- _What is expected_
What lines of the data hold the string "RecordTypeTable"? Copy them all.
.....
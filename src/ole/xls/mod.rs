//! BIFF record streams
//!
//! The legacy spreadsheet format stores each sheet as a stream of tagged
//! records inside a compound file. This module reads and writes such streams
//! ([`RecordReader`], [`RecordWriter`]), decodes the records needed to model
//! cell values ([`RecordTypeTable`], [`BiffRecord`]) and groups cell records
//! by row ([`ValueRecordsAggregate`]).

/// Error types for record processing
mod error;

/// Record stream reading
mod records;

/// Record stream writing
mod writer;

/// Cell value records
mod cell;

/// Typed records and the record type table
mod biff;

/// Row-grouped cell records
mod aggregate;

pub use aggregate::ValueRecordsAggregate;
pub use biff::{
    BOF_SID, BiffRecord, BofRecord, Decoder, EOF_SID, MULBLANK_SID, MulBlankRecord,
    RecordTypeTable,
};
pub use cell::{
    BLANK_SID, BOOLERR_SID, CellRecord, FORMULA_SID, FormulaValue, LABEL_SID, LABELSST_SID,
    NUMBER_SID, RK_SID, rk_value,
};
pub use error::{XlsError, XlsResult};
pub use records::{
    CONTINUE_SID, LogicalRecord, MAX_RECORD_DATA_SIZE, RECORD_HEADER_SIZE, RecordHeader,
    RecordReader,
};
pub use writer::RecordWriter;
.....
- _Answer space_
//! cell values ([`RecordTypeTable`], [`BiffRecord`]) and groups cell records
    RecordTypeTable,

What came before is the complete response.